Writing back then, readers could be excused for thinking the conclusions arose from academic abstractedness.  A case of “all very well in theory, but…”.  Alternatively, some may have observed the self-interest that the advertising community has in such pro-advertising results. The research review was of course conducted by the World Advertising Research Centre, which is hardly likely to trumpet research that undermines the worth of advertising.

 

But a year down the track sees yet more information coming to light about marketing in a recession.  Certainly, when New Zealand started its early run of finance company failures, preceding even the Lehman Brothers September 2008 bankruptcy, many brands ducked and ran for cover.  We saw spending cuts and cash hoarding, accountants crunching numbers, senior management drawing up lists of expendable items, and middle managers’ palms getting very sweaty indeed.  Marketing, research and advertising budgets were among the first on the chopping block.  As well as seeing some clients reduce research spend, Synovate New Zealand has even seen some clients lose their jobs. But was this a rational response, or knee-jerk reaction?  According to the aforementioned study from the World Advertising Research Centre, marketing cutbacks would not have been the recommended action.

So now that we can review the 2009 financial results of the world’s biggest brands, it’s interesting to see who prospered and who did not.  For example, most financial firms (perhaps unsurprisingly) lost a lot of value and a conservative, 'rational' response to the recession might be understood. For example, UBS alone lost half of its brand value.

 

Yet other the performance of other market segments indicates that a “knee-jerk reaction” of cut-backs would not have been wise. BlackBerry raised its brand value by 7% (proving the CrackBerry is addictive); Wrigley jumped 10% (job interviews require minty breath); the massive clothing chain Zara increased by 14% (must look good, especially for job interviews) and Heinz lifted its value 9% (canned food offers comfort and value). Even brands that are considered less “essential” did well – Apple went up 12%, Nintendo posted a 5% increase and Ferrari, possibly the least necessary item of the lot (albeit very manly and cool), held its value. So what gives?
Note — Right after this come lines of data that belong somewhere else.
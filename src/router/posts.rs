use axum::{
    body::Body,
    extract::{Path, Query, State},
    http::Response,
    response::{IntoResponse, Redirect},
    Form,
};
use axum_sessions::extractors::{ReadableSession, WritableSession};
use chrono::Utc;
use serde::Deserialize;

use crate::{
    config::Config,
    forms::{FieldErrors, PostForm},
    gravatar::gravatar_url,
    pagination::{page_count, Pager, PAGE_SIZE},
    templates::{
        self,
        models::{Flash, Post, PostView},
    },
};

use super::{
    auth::{AuthUser, SessionUser},
    error, AppState,
};

#[derive(Deserialize)]
pub struct PageQuery {
    pub page: Option<usize>,
}

fn post_view(post: Post, user: Option<&SessionUser>, cfg: &Config) -> PostView {
    // accounts removed from the config keep a stable (default) avatar
    let avatar = gravatar_url(
        cfg.account(&post.created_by)
            .map_or(post.created_by.as_str(), |a| a.email.as_str()),
    );
    PostView {
        id: post.id,
        message: post.message,
        created_by: post.created_by.clone(),
        created_at: post.created_at,
        updated_at: post.updated_at,
        avatar,
        editable: user.map_or(false, |u| u.name == post.created_by),
    }
}

fn take_flash(session: &mut WritableSession) -> Flash {
    let flash = session.get("flash").unwrap_or_default();
    if !matches!(flash, Flash::None) {
        session.remove("flash");
    }
    flash
}

/// Paginated post listing of a topic. The view counter is incremented at
/// most once per session per topic, guarded by a session flag.
pub async fn handle_topic_posts(
    State(state): State<AppState>,
    Path((board_id, topic_id)): Path<(i64, i64)>,
    Query(query): Query<PageQuery>,
    mut session: WritableSession,
) -> Result<impl IntoResponse, Response<Body>> {
    let Some(mut topic) = state
        .db
        .get_topic(board_id, topic_id)
        .await
        .map_err(error::err_into_500)?
    else {
        return Err(error::http_404());
    };
    let flash = take_flash(&mut session);
    let viewed_key = format!("viewed_topic_{}", topic.id);
    if !session.get::<bool>(&viewed_key).unwrap_or(false) {
        state
            .db
            .bump_views(topic.id)
            .await
            .map_err(error::err_into_500)?;
        session.insert(&viewed_key, true).unwrap();
        topic.views += 1;
    }
    let total = state
        .db
        .count_posts(topic.id)
        .await
        .map_err(error::err_into_500)?;
    let pager = Pager::new(query.page, total, PAGE_SIZE);
    let posts = state
        .db
        .posts_page(topic.id, pager.offset, PAGE_SIZE)
        .await
        .map_err(error::err_into_500)?;
    let user = session.get::<SessionUser>("user");
    let posts = posts
        .into_iter()
        .map(|p| post_view(p, user.as_ref(), &state.cfg))
        .collect();
    Ok(templates::TopicPosts {
        user: user.map(|u| u.name),
        topic,
        posts,
        pager,
        flash,
    })
}

/// Single-page post listing that bumps the view counter on every request.
/// This keeps the second, unconditional counting policy as its own route
/// instead of silently merging it with the session-guarded one above.
pub async fn handle_topic_posts_all(
    State(state): State<AppState>,
    Path((board_id, topic_id)): Path<(i64, i64)>,
    session: ReadableSession,
) -> Result<impl IntoResponse, Response<Body>> {
    let Some(mut topic) = state
        .db
        .get_topic(board_id, topic_id)
        .await
        .map_err(error::err_into_500)?
    else {
        return Err(error::http_404());
    };
    state
        .db
        .bump_views(topic.id)
        .await
        .map_err(error::err_into_500)?;
    topic.views += 1;
    let posts = state
        .db
        .all_posts(topic.id)
        .await
        .map_err(error::err_into_500)?;
    let total = posts.len();
    let user = session.get::<SessionUser>("user");
    let posts = posts
        .into_iter()
        .map(|p| post_view(p, user.as_ref(), &state.cfg))
        .collect();
    Ok(templates::TopicPosts {
        user: user.map(|u| u.name),
        topic,
        posts,
        // everything on one page
        pager: Pager::new(None, total, total.max(1)),
        flash: Flash::None,
    })
}

pub async fn handle_reply_form(
    State(state): State<AppState>,
    Path((board_id, topic_id)): Path<(i64, i64)>,
    AuthUser(user): AuthUser,
) -> Result<impl IntoResponse, Response<Body>> {
    let Some(topic) = state
        .db
        .get_topic(board_id, topic_id)
        .await
        .map_err(error::err_into_500)?
    else {
        return Err(error::http_404());
    };
    Ok(templates::ReplyTopic {
        user: Some(user.name),
        topic,
        form: PostForm::default(),
        errors: FieldErrors::default(),
    })
}

/// Persists a reply, touches the topic's last-updated timestamp and
/// redirects to the page holding the new post, anchored to its id.
pub async fn handle_reply(
    State(state): State<AppState>,
    Path((board_id, topic_id)): Path<(i64, i64)>,
    AuthUser(user): AuthUser,
    mut session: WritableSession,
    Form(form): Form<PostForm>,
) -> Result<impl IntoResponse, Response<Body>> {
    let Some(topic) = state
        .db
        .get_topic(board_id, topic_id)
        .await
        .map_err(error::err_into_500)?
    else {
        return Err(error::http_404());
    };
    match form.validate() {
        Ok(data) => {
            let (post_id, total) = state
                .db
                .create_reply(topic.id, user.name, data.message, Utc::now().timestamp())
                .await
                .map_err(error::err_into_500)?;
            session
                .insert("flash", Flash::Success("Reply posted".into()))
                .unwrap();
            let page = page_count(total, PAGE_SIZE);
            Ok(Redirect::to(&format!(
                "/boards/{board_id}/topics/{topic_id}?page={page}#{post_id}"
            ))
            .into_response())
        }
        Err(errors) => Ok(templates::ReplyTopic {
            user: Some(user.name),
            topic,
            form,
            errors,
        }
        .into_response()),
    }
}

pub async fn handle_edit_form(
    State(state): State<AppState>,
    Path(post_id): Path<i64>,
    AuthUser(user): AuthUser,
) -> Result<impl IntoResponse, Response<Body>> {
    let Some(post) = state
        .db
        .get_own_post(post_id, user.name.clone())
        .await
        .map_err(error::err_into_500)?
    else {
        // foreign posts are indistinguishable from missing ones
        return Err(error::http_404());
    };
    let form = PostForm {
        message: post.message.clone(),
    };
    Ok(templates::EditPost {
        user: Some(user.name),
        post,
        form,
        errors: FieldErrors::default(),
    })
}

pub async fn handle_edit(
    State(state): State<AppState>,
    Path(post_id): Path<i64>,
    AuthUser(user): AuthUser,
    mut session: WritableSession,
    Form(form): Form<PostForm>,
) -> Result<impl IntoResponse, Response<Body>> {
    let Some(post) = state
        .db
        .get_own_post(post_id, user.name.clone())
        .await
        .map_err(error::err_into_500)?
    else {
        return Err(error::http_404());
    };
    match form.validate() {
        Ok(data) => {
            let updated = state
                .db
                .update_post(post.id, user.name, data.message, Utc::now().timestamp())
                .await
                .map_err(error::err_into_500)?;
            if !updated {
                return Err(error::http_404());
            }
            session
                .insert("flash", Flash::Success("Post updated".into()))
                .unwrap();
            Ok(Redirect::to(&format!("/boards/{}/topics/{}", post.board, post.topic)).into_response())
        }
        Err(errors) => Ok(templates::EditPost {
            user: Some(user.name),
            post,
            form,
            errors,
        }
        .into_response()),
    }
}
fn insert_node(
    conn: &Connection,
    level: &Level,
    parent_id: Option<i64>,
    name: &str,
) -> StorageResult<i64> {
    match level.parent_column {
        Some(parent) => conn.execute(
            &format!(
                "INSERT INTO {} ({}, name, name_key) VALUES (?, ?, ?)",
                level.table, parent
            ),
            params![parent_id.unwrap_or_default(), name, fold_case(name)],
        )?,
        None => conn.execute(
            &format!("INSERT INTO {} (name, name_key) VALUES (?, ?)", level.table),
            params![name, fold_case(name)],
        )?,
    };
    Ok(conn.last_insert_rowid())
}

fn get_or_create(
    conn: &Connection,
    level: &Level,
    parent_id: Option<i64>,
    name: &str,
    report: &mut ImportReport,
) -> StorageResult<i64> {
    if let Some(id) = find_sibling(conn, level, parent_id, name, None)? {
        return Ok(id);
    }
    report.nodes_created += 1;
    insert_node(conn, level, parent_id, name)
}

/// Rename a node in place; returns its parent id
fn rename_node(
    conn: &Connection,
    level: &Level,
    id: i64,
    name: &str,
) -> StorageResult<Option<i64>> {
    let parent_id: Option<i64> = match level.parent_column {
        Some(parent) => {
            let sql = format!("SELECT {} FROM {} WHERE id = ?", parent, level.table);
            let parent_id = conn
                .query_row(&sql, params![id], |row| row.get(0))
                .optional()?
                .ok_or_else(|| StorageError::not_found(level.kind, id))?;
            Some(parent_id)
        }
        None => {
            if !node_exists(conn, level, id)? {
                return Err(StorageError::not_found(level.kind, id));
            }
            None
        }
    };

    ensure_unique(conn, level, parent_id, name, Some(id))?;
    conn.execute(
        &format!("UPDATE {} SET name = ?, name_key = ? WHERE id = ?", level.table),
        params![name, fold_case(name), id],
    )?;
    Ok(parent_id)
}

/// Delete a node and everything below it; returns the number of promises removed
fn delete_node(conn: &Connection, level: &Level, id: i64) -> StorageResult<usize> {
    let count_sql = match level.kind {
        NodeKind::Category => {
            r#"
            SELECT COUNT(*) FROM promises p
            JOIN subtitles s ON p.subtitle_id = s.id
            JOIN titles t ON s.title_id = t.id
            WHERE t.category_id = ?
            "#
        }
        NodeKind::Title => {
            r#"
            SELECT COUNT(*) FROM promises p
            JOIN subtitles s ON p.subtitle_id = s.id
            WHERE s.title_id = ?
            "#
        }
        _ => "SELECT COUNT(*) FROM promises WHERE subtitle_id = ?",
    };
    let promises: i64 = conn.query_row(count_sql, params![id], |row| row.get(0))?;

    let changed = conn.execute(
        &format!("DELETE FROM {} WHERE id = ?", level.table),
        params![id],
    )?;
    if changed == 0 {
        return Err(StorageError::not_found(level.kind, id));
    }
    Ok(promises as usize)
}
“People look for a sense of certainty in a recession, and for an anchor when times are unstable,” says Steve Garton, Synovate’s Global Executive Director of Media. “The recession was a great opportunity for brave advertisers to provide this certainty, yet so many failed to grasp the golden opportunity,” he adds.

Consider the following - Hyundai had laid off many workers at the beginning of 2009, but jumped onboard when General Motors quit its long-term role as exclusive automotive sponsor of the Academy Awards. While the move is not characteristic of budget conscious advertising spend, Hyundai’s results in the first six months of 2009 saw market share in the US rise to 4.3%, up from 3.1% a year earlier.

Instead of thanking their mothers in their acceptance speech, Hyundai management should have cited a clever marketing team. “Brands that discovered what their customers wanted could use advertisement as a means to carve out a larger market share, at exactly the time when consumers were also more open to considering new brands,” says Garton.

And for brands willing to put their best foot forward, results from a Synovate survey released in October 2009 show that in Asia at least, there were many willing takers. In a study with more than 20,000 of the region’s most affluent consumers, ownership of laptops jumped from 40.8% to 48% from Q2 2008 to Q2 2009, with digital cameras going from 58.7% to 63.5% and LCD/plasma TVs rising from 32.2% to 36.5%. In Korea for example, luxury watch ownership among those surveyed rose from 13.6% to 16.5%.

“The affluent groups do not want to give up their lifestyle, no matter the condition of the economy,” says Kyungeun Chang, Managing Director of Synovate in Korea. “This is an insightful finding for marketers, as they should not eliminate their advertising budgets but instead target them to effectively to reach this group which is still spending as usual.”

In other words, don’t hide in the closet and wait for hell to freeze over during a financial crisis – get out and advertise.